◆ **TASK INSTRUCTIONS**: Repeat, exactly and completely, the entries shown underneath.

++++

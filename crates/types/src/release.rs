//! Release and artifact type definitions

use std::fmt;

/// Metadata describing one version of one package on the index
#[derive(Debug, Clone, PartialEq, Eq)]
pub struct ReleaseRecord {
    pub name: String,
    pub version: String,
    pub summary: Option<String>,
    pub home_page: Option<String>,
    pub license: Option<String>,
    pub classifiers: Vec<String>,
    /// Download URL declared by the release itself, independent of its artifacts
    pub download_url: Option<String>,
}

impl ReleaseRecord {
    /// Create a record with only the required fields set
    pub fn new(name: impl Into<String>, version: impl Into<String>) -> Self {
        Self {
            name: name.into(),
            version: version.into(),
            summary: None,
            home_page: None,
            license: None,
            classifiers: Vec::new(),
            download_url: None,
        }
    }

    /// Set the one-line summary
    #[must_use]
    pub fn with_summary(mut self, summary: impl Into<String>) -> Self {
        self.summary = Some(summary.into());
        self
    }

    /// Set the project homepage
    #[must_use]
    pub fn with_home_page(mut self, home_page: impl Into<String>) -> Self {
        self.home_page = Some(home_page.into());
        self
    }

    /// Set the declared license
    #[must_use]
    pub fn with_license(mut self, license: impl Into<String>) -> Self {
        self.license = Some(license.into());
        self
    }

    /// Append a trove classifier
    #[must_use]
    pub fn with_classifier(mut self, classifier: impl Into<String>) -> Self {
        self.classifiers.push(classifier.into());
        self
    }

    /// Set the release-level download URL
    #[must_use]
    pub fn with_download_url(mut self, url: impl Into<String>) -> Self {
        self.download_url = Some(url.into());
        self
    }
}

/// A single downloadable file belonging to a release
#[derive(Debug, Clone, PartialEq, Eq)]
pub struct Artifact {
    pub filename: String,
    pub url: String,
    pub md5_digest: Option<String>,
}

impl Artifact {
    pub fn new(
        filename: impl Into<String>,
        url: impl Into<String>,
        md5_digest: Option<String>,
    ) -> Self {
        Self {
            filename: filename.into(),
            url: url.into(),
            md5_digest,
        }
    }
}

/// Interpreter the generated package depends on
///
/// Index metadata does not reliably say which interpreter a release
/// targets, so recipes are always drafted against Python 2.
#[derive(Debug, Clone, Copy, PartialEq, Eq, Default)]
#[non_exhaustive]
pub enum RuntimeTag {
    #[default]
    Python2,
}

impl RuntimeTag {
    /// Package name of the runtime, as used in `depends=()` and the pkgname prefix
    #[must_use]
    pub fn as_str(self) -> &'static str {
        match self {
            Self::Python2 => "python2",
        }
    }
}

impl fmt::Display for RuntimeTag {
    fn fmt(&self, f: &mut fmt::Formatter<'_>) -> fmt::Result {
        f.write_str(self.as_str())
    }
}
//! CLI error handling

use std::fmt;

use pypi2pkgbuild_errors::UserFacingError;

/// CLI-specific error type
#[derive(Debug)]
pub enum CliError {
    /// Drafting, index or configuration error
    Draft(pypi2pkgbuild_errors::Error),
    /// I/O error outside the drafting pipeline
    Io(std::io::Error),
}

impl fmt::Display for CliError {
    fn fmt(&self, f: &mut fmt::Formatter<'_>) -> fmt::Result {
        match self {
            CliError::Draft(e) => {
                let message = e.user_message();
                write!(f, "{message}")?;
                if let Some(code) = e.user_code() {
                    write!(f, "\n  Code: {code}")?;
                }
                if let Some(hint) = e.user_hint() {
                    write!(f, "\n  Hint: {hint}")?;
                }
                if e.is_retryable() {
                    write!(f, "\n  Retry: safe to retry this operation.")?;
                }
                Ok(())
            }
            CliError::Io(e) => write!(f, "I/O error: {e}"),
        }
    }
}

impl std::error::Error for CliError {
    fn source(&self) -> Option<&(dyn std::error::Error + 'static)> {
        match self {
            CliError::Draft(e) => Some(e),
            CliError::Io(e) => Some(e),
        }
    }
}

impl From<pypi2pkgbuild_errors::Error> for CliError {
    fn from(e: pypi2pkgbuild_errors::Error) -> Self {
        CliError::Draft(e)
    }
}

impl From<std::io::Error> for CliError {
    fn from(e: std::io::Error) -> Self {
        CliError::Io(e)
    }
}
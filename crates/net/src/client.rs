//! HTTP client used to reach the package index

use pypi2pkgbuild_config::NetworkConfig;
use pypi2pkgbuild_errors::{Error, NetworkError};
use reqwest::header::CONTENT_TYPE;
use reqwest::{Client, Response};
use std::time::Duration;
use tracing::debug;

/// Network client configuration
#[derive(Debug, Clone)]
pub struct NetConfig {
    pub timeout: Option<Duration>,
    pub connect_timeout: Option<Duration>,
    pub user_agent: String,
}

impl Default for NetConfig {
    fn default() -> Self {
        Self {
            timeout: None,
            connect_timeout: None,
            user_agent: format!("pypi2pkgbuild/{}", env!("CARGO_PKG_VERSION")),
        }
    }
}

impl From<&NetworkConfig> for NetConfig {
    fn from(config: &NetworkConfig) -> Self {
        Self {
            timeout: config.timeout(),
            connect_timeout: config.connect_timeout(),
            user_agent: config.user_agent.clone(),
        }
    }
}

/// HTTP client wrapper
///
/// Requests are sent once; a failed request is reported, never repeated.
#[derive(Clone)]
pub struct NetClient {
    client: Client,
}

impl NetClient {
    /// Create a new network client
    ///
    /// # Errors
    ///
    /// Returns an error if the underlying reqwest client fails to initialize.
    pub fn new(config: &NetConfig) -> Result<Self, Error> {
        let mut builder = Client::builder().user_agent(&config.user_agent);
        if let Some(timeout) = config.timeout {
            builder = builder.timeout(timeout);
        }
        if let Some(connect_timeout) = config.connect_timeout {
            builder = builder.connect_timeout(connect_timeout);
        }

        let client = builder
            .build()
            .map_err(|e| NetworkError::RequestFailed(e.to_string()))?;

        Ok(Self { client })
    }

    /// POST an XML document and return the raw response
    ///
    /// # Errors
    ///
    /// Returns an error on timeouts, connection failures or any other
    /// transport-level failure.
    pub async fn post_xml(&self, url: &str, body: String) -> Result<Response, Error> {
        debug!(url, bytes = body.len(), "POST");
        self.client
            .post(url)
            .header(CONTENT_TYPE, "text/xml")
            .body(body)
            .send()
            .await
            .map_err(|e| Self::convert_error(&e).into())
    }

    /// Map a reqwest failure onto the network error taxonomy
    fn convert_error(error: &reqwest::Error) -> NetworkError {
        if error.is_timeout() {
            NetworkError::Timeout {
                url: error
                    .url()
                    .map(std::string::ToString::to_string)
                    .unwrap_or_default(),
            }
        } else if error.is_connect() {
            NetworkError::ConnectionRefused(error.to_string())
        } else {
            NetworkError::RequestFailed(error.to_string())
        }
    }
}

++++

◆ **SOLVED PROBLEM**:
filename crates/types/src/release.rs
//! Release and artifact type definitions

use std::fmt;

/// Metadata describing one version of one package on the index
#[derive(Debug, Clone, PartialEq, Eq)]
pub struct ReleaseRecord {
    pub name: String,
    pub version: String,
    pub summary: Option<String>,
    pub home_page: Option<String>,
    pub license: Option<String>,
    pub classifiers: Vec<String>,
    /// Download URL declared by the release itself, independent of its artifacts
    pub download_url: Option<String>,
}

impl ReleaseRecord {
    /// Create a record with only the required fields set
    pub fn new(name: impl Into<String>, version: impl Into<String>) -> Self {
        Self {
            name: name.into(),
            version: version.into(),
            summary: None,
            home_page: None,
            license: None,
            classifiers: Vec::new(),
            download_url: None,
        }
    }

    /// Set the one-line summary
    #[must_use]
    pub fn with_summary(mut self, summary: impl Into<String>) -> Self {
        self.summary = Some(summary.into());
        self
    }

    /// Set the project homepage
    #[must_use]
    pub fn with_home_page(mut self, home_page: impl Into<String>) -> Self {
        self.home_page = Some(home_page.into());
        self
    }

    /// Set the declared license
    #[must_use]
    pub fn with_license(mut self, license: impl Into<String>) -> Self {
        self.license = Some(license.into());
        self
    }

    /// Append a trove classifier
    #[must_use]
    pub fn with_classifier(mut self, classifier: impl Into<String>) -> Self {
        self.classifiers.push(classifier.into());
        self
    }

    /// Set the release-level download URL
    #[must_use]
    pub fn with_download_url(mut self, url: impl Into<String>) -> Self {
        self.download_url = Some(url.into());
        self
    }
}

/// A single downloadable file belonging to a release
#[derive(Debug, Clone, PartialEq, Eq)]
pub struct Artifact {
    pub filename: String,
    pub url: String,
    pub md5_digest: Option<String>,
}

impl Artifact {
    pub fn new(
        filename: impl Into<String>,
        url: impl Into<String>,
        md5_digest: Option<String>,
    ) -> Self {
        Self {
            filename: filename.into(),
            url: url.into(),
            md5_digest,
        }
    }
}

/// Interpreter the generated package depends on
///
/// Index metadata does not reliably say which interpreter a release
/// targets, so recipes are always drafted against Python 2.
#[derive(Debug, Clone, Copy, PartialEq, Eq, Default)]
#[non_exhaustive]
pub enum RuntimeTag {
    #[default]
    Python2,
}

impl RuntimeTag {
    /// Package name of the runtime, as used in `depends=()` and the pkgname prefix
    #[must_use]
    pub fn as_str(self) -> &'static str {
        match self {
            Self::Python2 => "python2",
        }
    }
}

impl fmt::Display for RuntimeTag {
    fn fmt(&self, f: &mut fmt::Formatter<'_>) -> fmt::Result {
        f.write_str(self.as_str())
    }
}
//! CLI error handling

use std::fmt;

use pypi2pkgbuild_errors::UserFacingError;

/// CLI-specific error type
#[derive(Debug)]
pub enum CliError {
    /// Drafting, index or configuration error
    Draft(pypi2pkgbuild_errors::Error),
    /// I/O error outside the drafting pipeline
    Io(std::io::Error),
}

impl fmt::Display for CliError {
    fn fmt(&self, f: &mut fmt::Formatter<'_>) -> fmt::Result {
        match self {
            CliError::Draft(e) => {
                let message = e.user_message();
                write!(f, "{message}")?;
                if let Some(code) = e.user_code() {
                    write!(f, "\n  Code: {code}")?;
                }
                if let Some(hint) = e.user_hint() {
                    write!(f, "\n  Hint: {hint}")?;
                }
                if e.is_retryable() {
                    write!(f, "\n  Retry: safe to retry this operation.")?;
                }
                Ok(())
            }
            CliError::Io(e) => write!(f, "I/O error: {e}"),
        }
    }
}

impl std::error::Error for CliError {
    fn source(&self) -> Option<&(dyn std::error::Error + 'static)> {
        match self {
            CliError::Draft(e) => Some(e),
            CliError::Io(e) => Some(e),
        }
    }
}

impl From<pypi2pkgbuild_errors::Error> for CliError {
    fn from(e: pypi2pkgbuild_errors::Error) -> Self {
        CliError::Draft(e)
    }
}

impl From<std::io::Error> for CliError {
    fn from(e: std::io::Error) -> Self {
        CliError::Io(e)
    }
}
filename crates/net/src/client.rs
//! HTTP client used to reach the package index

use pypi2pkgbuild_config::NetworkConfig;
use pypi2pkgbuild_errors::{Error, NetworkError};
use reqwest::header::CONTENT_TYPE;
use reqwest::{Client, Response};
use std::time::Duration;
use tracing::debug;

/// Network client configuration
#[derive(Debug, Clone)]
pub struct NetConfig {
    pub timeout: Option<Duration>,
    pub connect_timeout: Option<Duration>,
    pub user_agent: String,
}

impl Default for NetConfig {
    fn default() -> Self {
        Self {
            timeout: None,
            connect_timeout: None,
            user_agent: format!("pypi2pkgbuild/{}", env!("CARGO_PKG_VERSION")),
        }
    }
}

impl From<&NetworkConfig> for NetConfig {
    fn from(config: &NetworkConfig) -> Self {
        Self {
            timeout: config.timeout(),
            connect_timeout: config.connect_timeout(),
            user_agent: config.user_agent.clone(),
        }
    }
}

/// HTTP client wrapper
///
/// Requests are sent once; a failed request is reported, never repeated.
#[derive(Clone)]
pub struct NetClient {
    client: Client,
}

impl NetClient {
    /// Create a new network client
    ///
    /// # Errors
    ///
    /// Returns an error if the underlying reqwest client fails to initialize.
    pub fn new(config: &NetConfig) -> Result<Self, Error> {
        let mut builder = Client::builder().user_agent(&config.user_agent);
        if let Some(timeout) = config.timeout {
            builder = builder.timeout(timeout);
        }
        if let Some(connect_timeout) = config.connect_timeout {
            builder = builder.connect_timeout(connect_timeout);
        }

        let client = builder
            .build()
            .map_err(|e| NetworkError::RequestFailed(e.to_string()))?;

        Ok(Self { client })
    }

    /// POST an XML document and return the raw response
    ///
    /// # Errors
    ///
    /// Returns an error on timeouts, connection failures or any other
    /// transport-level failure.
    pub async fn post_xml(&self, url: &str, body: String) -> Result<Response, Error> {
        debug!(url, bytes = body.len(), "POST");
        self.client
            .post(url)
            .header(CONTENT_TYPE, "text/xml")
            .body(body)
            .send()
            .await
            .map_err(|e| Self::convert_error(&e).into())
    }

    /// Map a reqwest failure onto the network error taxonomy
    fn convert_error(error: &reqwest::Error) -> NetworkError {
        if error.is_timeout() {
            NetworkError::Timeout {
                url: error
                    .url()
                    .map(std::string::ToString::to_string)
                    .unwrap_or_default(),
            }
        } else if error.is_connect() {
            NetworkError::ConnectionRefused(error.to_string())
        } else {
            NetworkError::RequestFailed(error.to_string())
        }
    }
}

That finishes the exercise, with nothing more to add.